Saved data entries
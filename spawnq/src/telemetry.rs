//! Tracing and telemetry instrumentation for spawnq.
//!
//! Span constructors take the owning component's span as parent, so a caller
//! that injects its own span into a queue or spawner sees every operation
//! nested under it. The `record_*` helpers emit a structured event and, with
//! the `metrics` feature, update the matching Prometheus series.
//!
//! # Example
//!
//! ```ignore
//! use spawnq::telemetry::{start_span, record_workload_submitted};
//!
//! let span = start_span(&component_span, "pod-5a09");
//! let _enter = span.enter();
//! record_workload_submitted("pod-5a09", "accepted");
//! ```

use tracing::{Span, info_span};

use crate::band::ScoreRange;

/// Span for a queue enqueue.
#[must_use]
pub fn enqueue_span(parent: &Span, key: impl AsRef<str>, score: f64) -> Span {
    info_span!(
        parent: parent,
        "spawnq.enqueue",
        queue = %key.as_ref(),
        score = score,
    )
}

/// Span for an atomic dequeue.
#[must_use]
pub fn dequeue_span(parent: &Span, key: impl AsRef<str>, range: ScoreRange) -> Span {
    info_span!(
        parent: parent,
        "spawnq.dequeue",
        queue = %key.as_ref(),
        min_score = range.min,
        max_score = range.max,
    )
}

/// Span for submitting a workload.
#[must_use]
pub fn start_span(parent: &Span, workload: impl AsRef<str>) -> Span {
    info_span!(parent: parent, "spawnq.start", workload = %workload.as_ref())
}

/// Span covering a watcher's whole lifetime.
#[must_use]
pub fn watch_span(parent: &Span, workload: impl AsRef<str>) -> Span {
    info_span!(parent: parent, "spawnq.watch", workload = %workload.as_ref())
}

/// Span for reconciling a status snapshot into the durable store.
#[must_use]
pub fn sync_span(parent: &Span, notebook_id: impl AsRef<str>, workload: impl AsRef<str>) -> Span {
    info_span!(
        parent: parent,
        "spawnq.sync",
        notebook_id = %notebook_id.as_ref(),
        workload = %workload.as_ref(),
    )
}

/// Span for deleting a workload.
#[must_use]
pub fn stop_span(parent: &Span, workload: impl AsRef<str>) -> Span {
    info_span!(parent: parent, "spawnq.stop", workload = %workload.as_ref())
}

/// Span for one dispatcher worker loop.
#[must_use]
pub fn dispatch_span(parent: &Span, worker_id: impl AsRef<str>) -> Span {
    info_span!(parent: parent, "spawnq.dispatch", worker_id = %worker_id.as_ref())
}

/// Record a queue insert.
pub fn record_entry_enqueued(queue: impl AsRef<str>, added: u64) {
    tracing::debug!(queue = %queue.as_ref(), added, "queue entry enqueued");

    #[cfg(feature = "metrics")]
    crate::metrics::record_entry_enqueued(queue.as_ref(), added);
}

/// Record a successful atomic dequeue.
pub fn record_entry_dequeued(queue: impl AsRef<str>) {
    tracing::debug!(queue = %queue.as_ref(), "queue entry dequeued");

    #[cfg(feature = "metrics")]
    crate::metrics::record_entry_dequeued(queue.as_ref());
}

/// Update the queue depth gauge.
pub fn set_queue_depth(queue: impl AsRef<str>, depth: u64) {
    tracing::trace!(queue = %queue.as_ref(), depth, "queue depth sampled");

    #[cfg(feature = "metrics")]
    crate::metrics::set_queue_depth(queue.as_ref(), depth as f64);
}

/// Record the orchestrator's answer to a submission.
///
/// `outcome` is `accepted` or `rejected`.
pub fn record_workload_submitted(workload: impl AsRef<str>, outcome: impl AsRef<str>) {
    tracing::info!(
        workload = %workload.as_ref(),
        outcome = %outcome.as_ref(),
        "workload submitted"
    );

    #[cfg(feature = "metrics")]
    crate::metrics::record_workload_submitted(outcome.as_ref());
}

/// Record a proxy info sync.
///
/// `status` is `ok` or `failed`.
pub fn record_sync(notebook_id: impl AsRef<str>, status: impl AsRef<str>) {
    tracing::debug!(
        notebook_id = %notebook_id.as_ref(),
        status = %status.as_ref(),
        "proxy info synced"
    );

    #[cfg(feature = "metrics")]
    crate::metrics::record_sync(status.as_ref());
}

/// Start timing a watcher. Pass the handle to [`record_watch_end`].
pub fn record_watch_start(workload: impl AsRef<str>) -> WatchTimingHandle {
    WatchTimingHandle {
        workload: workload.as_ref().to_string(),
        start: std::time::Instant::now(),
    }
}

/// Record how a watcher ended and how long it ran.
pub fn record_watch_end(handle: WatchTimingHandle, outcome: impl AsRef<str>) {
    let duration_secs = handle.start.elapsed().as_secs_f64();
    tracing::info!(
        workload = %handle.workload,
        outcome = %outcome.as_ref(),
        duration_secs,
        "watcher finished"
    );

    #[cfg(feature = "metrics")]
    crate::metrics::record_watch_outcome(outcome.as_ref(), duration_secs);
}

/// Handle for timing a watcher, returned by [`record_watch_start`].
#[derive(Debug)]
pub struct WatchTimingHandle {
    workload: String,
    start: std::time::Instant,
}

impl WatchTimingHandle {
    #[must_use]
    pub fn workload(&self) -> &str {
        &self.workload
    }

    #[must_use]
    pub fn elapsed(&self) -> std::time::Duration {
        self.start.elapsed()
    }
}

#[cfg(test)]
mod tests {
    use super::*;

    #[test]
    fn test_operation_span_names() {
        // Spans carry metadata only while a subscriber is interested in them.
        tracing::subscriber::with_default(tracing_subscriber::registry(), || {
            let parent = info_span!("spawnq.test");
            let cases = [
                (enqueue_span(&parent, "q", 1.0), "spawnq.enqueue"),
                (dequeue_span(&parent, "q", ScoreRange::all()), "spawnq.dequeue"),
                (start_span(&parent, "pod-a"), "spawnq.start"),
                (watch_span(&parent, "pod-a"), "spawnq.watch"),
                (sync_span(&parent, "a", "pod-a"), "spawnq.sync"),
                (stop_span(&parent, "pod-a"), "spawnq.stop"),
                (dispatch_span(&parent, "w0"), "spawnq.dispatch"),
            ];
            for (span, name) in cases {
                assert!(!span.is_disabled());
                assert_eq!(span.metadata().map(|m| m.name()), Some(name));
            }
        });
    }

    #[test]
    fn test_watch_timing_handle() {
        let handle = record_watch_start("pod-a");
        assert_eq!(handle.workload(), "pod-a");
        std::thread::sleep(std::time::Duration::from_millis(1));
        assert!(handle.elapsed().as_nanos() > 0);
        record_watch_end(handle, "terminal");
    }
}
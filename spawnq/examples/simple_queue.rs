//! Simple queue example: notebooks flow from the queue into the spawner.
//!
//! Uses the in-memory ordered store, proxy info store and scripted
//! orchestrator from spawnq-testkit, so no external services are needed.
//!
//! Run with `RUST_LOG=spawnq=debug cargo run --example simple_queue` to see
//! the component spans.

use std::sync::Arc;
use std::time::Duration;

use spawnq::*;
use spawnq_testkit::{
    FakeOrchestrator, InMemoryOrderedStore, InMemoryProxyInfoStore, UNRESOLVABLE_IMAGE, notebook,
};
use tokio::sync::broadcast::error::RecvError;
use tracing_subscriber::EnvFilter;

#[tokio::main]
async fn main() -> anyhow::Result<()> {
    tracing_subscriber::fmt()
        .with_env_filter(EnvFilter::try_from_default_env().unwrap_or_else(|_| "info".into()))
        .init();

    let queue = Arc::new(PriorityQueue::new(
        InMemoryOrderedStore::new(),
        QueueConfig::default().key,
    ));
    let orchestrator = Arc::new(FakeOrchestrator::new());
    let proxy_store = Arc::new(InMemoryProxyInfoStore::new());

    let (builder, events) = SpawnerBuilder::new(SpawnerConfig::default())
        .with_orchestrator(Arc::clone(&orchestrator))
        .with_proxy_store(Arc::clone(&proxy_store))
        .with_event_bus();
    let spawner = Arc::new(builder.build()?);

    let mut lifecycle = events.subscribe();
    tokio::spawn(async move {
        loop {
            match lifecycle.recv().await {
                Ok(event) => println!("[EVENT] {} {:?}", event.meta.workload, event.payload),
                Err(RecvError::Lagged(skipped)) => println!("[EVENT] skipped {skipped} events"),
                Err(RecvError::Closed) => break,
            }
        }
    });

    let notebooks = [
        (PriorityBand::Low, notebook("jupyter/minimal-notebook")),
        (PriorityBand::High, notebook("jupyter/scipy-notebook")),
        (PriorityBand::Medium, notebook(UNRESOLVABLE_IMAGE)),
    ];
    for (band, descriptor) in &notebooks {
        queue.enqueue_json(*band, descriptor).await?;
        println!("[QUEUE] {} queued at {}", descriptor.id, band.as_str());
    }

    let snapshot = queue.snapshot().await?;
    println!(
        "[QUEUE] depth {} (high {}, medium {}, low {})",
        snapshot.total,
        snapshot.band(PriorityBand::High),
        snapshot.band(PriorityBand::Medium),
        snapshot.band(PriorityBand::Low)
    );

    let dispatcher = QueueDispatcher::new(Arc::clone(&queue), Arc::clone(&spawner));
    dispatcher
        .spawn_workers(WorkerConfig::new("demo").with_poll_interval(20), 2)
        .await;

    tokio::time::sleep(Duration::from_millis(300)).await;
    dispatcher.shutdown().await?;

    for (_, descriptor) in &notebooks {
        match spawner.proxy_info(descriptor).await? {
            Some(info) => println!(
                "[PROXY] {} phase={} address={} reason={}",
                descriptor.id,
                info.phase.as_str(),
                info.address,
                info.reason
            ),
            None => println!("[PROXY] {} not persisted", descriptor.id),
        }
        spawner.stop(descriptor).await?;
    }

    let cancelled = spawner.shutdown().await;
    println!("[DONE] cancelled {cancelled} remaining watchers");
    Ok(())
}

**Problem statement**
Among the lines above, return those that hold the word "atomic".

**Solution for this task**
/// Span for an atomic dequeue.
/// Record a successful atomic dequeue.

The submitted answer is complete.